Africa’s traditional subsistence economies have been subject to the whims of nature since time immemorial – as evidenced by events as diverse as decades-long drought and famine in Upper Egypt that destroyed the sophisticated Old Kingdom four millennia ago, or half remote Timbuktu’s population dying of starvation in the 1730s. But nowhere has been more prone to humanitarian disaster than landlocked Ethiopia in the Horn of Africa, one of the world’s most ancient countries.

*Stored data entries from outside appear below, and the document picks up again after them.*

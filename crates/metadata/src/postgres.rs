//! PostgreSQL-based metadata store implementation.

use crate::constraint::{ConstraintViolation, classify};
use crate::error::{MetadataError, MetadataResult};
use crate::find_or_create::{self, CacheKey, ConfigTx, ParentId, UseTarget};
use crate::models::*;
use crate::repos::leases::{interval_ms, now_ms};
use crate::repos::{
    BaseResourceTypeRepo, BuildRepo, LeaseRepo, PipelineRepo, ResourceConfigRepo,
    ResourceRepo, ResourceTypeRepo, VersionRepo,
};
use crate::store::MetadataStore;
use async_trait::async_trait;
use lookout_core::config::PgSslMode;
use lookout_core::{
    ResourceCacheDescriptor, ResourceConfigDescriptor, ResourceDefinition, ResourceUser, Version,
};
use sqlx::postgres::{PgConnectOptions, PgPoolOptions, PgSslMode as SqlxPgSslMode};
use sqlx::{Pool, Postgres, Transaction};
use std::str::FromStr;
use uuid::Uuid;

/// PostgreSQL schema (embedded).
const POSTGRES_SCHEMA: &str = include_str!("postgres_schema.sql");

/// Two-key advisory lock held for the whole migration transaction. The
/// two-key space is disjoint from the single-key find-or-create locks.
const MIGRATION_LOCK: (i32, i32) = (0x6c6b_6f74, 1);

const CONFIG_CACHE_FKEY: &str = "resource_configs_resource_cache_id_fkey";

const ADD_CONFIG_CACHE_FKEY: &str = "ALTER TABLE resource_configs \
     ADD CONSTRAINT resource_configs_resource_cache_id_fkey \
     FOREIGN KEY (resource_cache_id) REFERENCES resource_caches(id) ON DELETE CASCADE";

fn postgres_schema_statements(schema: &str) -> Vec<&str> {
    schema
        .split(';')
        .filter_map(|statement| {
            let trimmed = statement.trim();
            if trimmed.is_empty() {
                return None;
            }
            let has_sql = trimmed.lines().any(|line| {
                let line = line.trim();
                !line.is_empty() && !line.starts_with("--")
            });
            has_sql.then_some(trimmed)
        })
        .collect()
}

const RESOURCE_COLUMNS: &str = "r.id, r.pipeline_id, p.name AS pipeline_name, r.name, \
     r.config, r.check_error, r.paused, r.active";

fn already_exists(err: sqlx::Error, what: String) -> MetadataError {
    match classify(&err) {
        Some(ConstraintViolation::Unique { .. }) => MetadataError::AlreadyExists(what),
        Some(ConstraintViolation::ForeignKey { .. }) => {
            MetadataError::NotFound(format!("owner of {what}"))
        }
        None => MetadataError::Database(err),
    }
}

fn not_found_unless_affected(rows: u64, what: impl FnOnce() -> String) -> MetadataResult<()> {
    if rows == 0 {
        return Err(MetadataError::NotFound(what()));
    }
    Ok(())
}

/// PostgreSQL-based metadata store.
pub struct PostgresStore {
    pool: Pool<Postgres>,
}

impl PostgresStore {
    /// Create a new PostgreSQL store from a connection URL.
    pub async fn from_url(
        url: &str,
        max_connections: u32,
        statement_timeout_ms: Option<u64>,
    ) -> MetadataResult<Self> {
        let opts = PgConnectOptions::from_str(url)?;
        Self::connect(opts, max_connections, statement_timeout_ms).await
    }

    /// Create a new PostgreSQL store from individual connection parameters,
    /// so the password can come from its own environment variable.
    #[allow(clippy::too_many_arguments)]
    pub async fn from_params(
        host: &str,
        port: u16,
        username: Option<&str>,
        password: Option<&str>,
        database: &str,
        ssl_mode: Option<PgSslMode>,
        max_connections: u32,
        statement_timeout_ms: Option<u64>,
    ) -> MetadataResult<Self> {
        let mut opts = PgConnectOptions::new()
            .host(host)
            .port(port)
            .database(database);

        if let Some(user) = username {
            opts = opts.username(user);
        }

        if let Some(pass) = password {
            opts = opts.password(pass);
        }

        if let Some(mode) = ssl_mode {
            let sqlx_mode = match mode {
                PgSslMode::Disable => SqlxPgSslMode::Disable,
                PgSslMode::Prefer => SqlxPgSslMode::Prefer,
                PgSslMode::Require => SqlxPgSslMode::Require,
            };
            opts = opts.ssl_mode(sqlx_mode);
        }

        tracing::info!(
            host = host,
            port = port,
            database = database,
            username = username.unwrap_or("<none>"),
            ssl_mode = ?ssl_mode,
            "Connecting to PostgreSQL with individual parameters"
        );

        Self::connect(opts, max_connections, statement_timeout_ms).await
    }

    async fn connect(
        mut opts: PgConnectOptions,
        max_connections: u32,
        statement_timeout_ms: Option<u64>,
    ) -> MetadataResult<Self> {
        if let Some(timeout_ms) = statement_timeout_ms {
            opts = opts.options([("statement_timeout", format!("{}ms", timeout_ms))]);
            tracing::info!("PostgreSQL statement_timeout set to {}ms", timeout_ms);
        }

        let pool = PgPoolOptions::new()
            .max_connections(max_connections)
            .connect_with(opts)
            .await?;

        let store = Self { pool };
        store.migrate().await?;

        Ok(store)
    }

    /// Get a reference to the connection pool.
    pub fn pool(&self) -> &Pool<Postgres> {
        &self.pool
    }
}

#[async_trait]
impl MetadataStore for PostgresStore {
    async fn migrate(&self) -> MetadataResult<()> {
        let mut tx = self.pool.begin().await?;
        sqlx::query("SELECT pg_advisory_xact_lock($1, $2)")
            .bind(MIGRATION_LOCK.0)
            .bind(MIGRATION_LOCK.1)
            .execute(&mut *tx)
            .await?;

        // Prepared statements cannot hold more than one statement.
        for statement in postgres_schema_statements(POSTGRES_SCHEMA) {
            sqlx::query(statement).execute(&mut *tx).await?;
        }

        // configs and caches reference each other, so this key is added once
        // both exist, and never dropped.
        let has_fkey: bool = sqlx::query_scalar(
            "SELECT EXISTS (SELECT 1 FROM pg_constraint \
             WHERE conname = $1 AND conrelid = 'resource_configs'::regclass)",
        )
        .bind(CONFIG_CACHE_FKEY)
        .fetch_one(&mut *tx)
        .await?;
        if !has_fkey {
            sqlx::query(ADD_CONFIG_CACHE_FKEY).execute(&mut *tx).await?;
            tracing::info!(constraint = CONFIG_CACHE_FKEY, "added foreign key");
        }

        tx.commit().await?;
        Ok(())
    }

    async fn health_check(&self) -> MetadataResult<()> {
        sqlx::query("SELECT 1").execute(&self.pool).await?;
        Ok(())
    }
}

#[async_trait]
impl PipelineRepo for PostgresStore {
    async fn create_team(&self, name: &str) -> MetadataResult<TeamRow> {
        let row =
            sqlx::query_as::<_, TeamRow>("INSERT INTO teams (name) VALUES ($1) RETURNING id, name")
                .bind(name)
                .fetch_one(&self.pool)
                .await
                .map_err(|e| already_exists(e, format!("team '{name}'")))?;
        Ok(row)
    }

    async fn get_team(&self, team_id: i64) -> MetadataResult<Option<TeamRow>> {
        let row = sqlx::query_as::<_, TeamRow>("SELECT id, name FROM teams WHERE id = $1")
            .bind(team_id)
            .fetch_optional(&self.pool)
            .await?;
        Ok(row)
    }

    async fn create_pipeline(&self, team_id: i64, name: &str) -> MetadataResult<PipelineRow> {
        let row = sqlx::query_as::<_, PipelineRow>(
            "INSERT INTO pipelines (team_id, name) VALUES ($1, $2) \
             RETURNING id, team_id, name, paused",
        )
        .bind(team_id)
        .bind(name)
        .fetch_one(&self.pool)
        .await
        .map_err(|e| already_exists(e, format!("pipeline '{name}'")))?;
        Ok(row)
    }

    async fn get_pipeline(&self, pipeline_id: i64) -> MetadataResult<Option<PipelineRow>> {
        let row = sqlx::query_as::<_, PipelineRow>(
            "SELECT id, team_id, name, paused FROM pipelines WHERE id = $1",
        )
        .bind(pipeline_id)
        .fetch_optional(&self.pool)
        .await?;
        Ok(row)
    }

    async fn get_pipeline_by_name(
        &self,
        team_id: i64,
        name: &str,
    ) -> MetadataResult<Option<PipelineRow>> {
        let row = sqlx::query_as::<_, PipelineRow>(
            "SELECT id, team_id, name, paused FROM pipelines WHERE team_id = $1 AND name = $2",
        )
        .bind(team_id)
        .bind(name)
        .fetch_optional(&self.pool)
        .await?;
        Ok(row)
    }

    async fn set_pipeline_paused(&self, pipeline_id: i64, paused: bool) -> MetadataResult<()> {
        let result = sqlx::query("UPDATE pipelines SET paused = $1 WHERE id = $2")
            .bind(paused)
            .bind(pipeline_id)
            .execute(&self.pool)
            .await?;
        not_found_unless_affected(result.rows_affected(), || format!("pipeline {pipeline_id}"))
    }
}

A disastrous episode began in 1888 and lasted four years. The Ethiopian great famine started with an outbreak of a deadly epidemic affecting cattle – the rinderpest epizootic – that arrived from India via Eritrea, to the north. This spread southwards and would eventually reach South Africa, causing havoc within many cultures that relied on cattle as a vital part of everyday life. In Ethiopia, all but 10 per cent of the national herd perished, bringing destitution to both rich owners of many beasts and humble herders of few.
Subsistence farming was the mainstay of Ethiopia’s economy, but this inefficient activity produced no surpluses so the vast majority of the population relied on one year’s harvest to tide them over to the next. In 1888, the shock of mass cattle death was compounded by lack of rainfall that swiftly led to drought, crop failure and famine. It is thought today that the main culprit was the usual suspect – an irregular El Nino weather pattern – but whatever the cause, the effect on Ethiopia was tragic. As so often in times of drought, malnourished people proved incapable of withstanding illness. Smallpox, cholera and typhus epidemics ravaged those resisting starvation, while plagues of caterpillars and locusts destroyed such crops as survived prolonged drought conditions. By the time the Ethiopian great famine started to ease, one third of the country’s population had perished.
When: 1888-1892
Where: Ethiopia
Death toll: The great famine is estimated to have caused 3.5 million deaths.
You should know: Ethiopia’s climate is of the tropical monsoon type, with average annual rainfall of 120 cm (47 in) that largely fails in summer (June to September). But when the monsoon rains fail, the consequences are invariably serious for the majority of the population, which relies on subsistence farming to this day.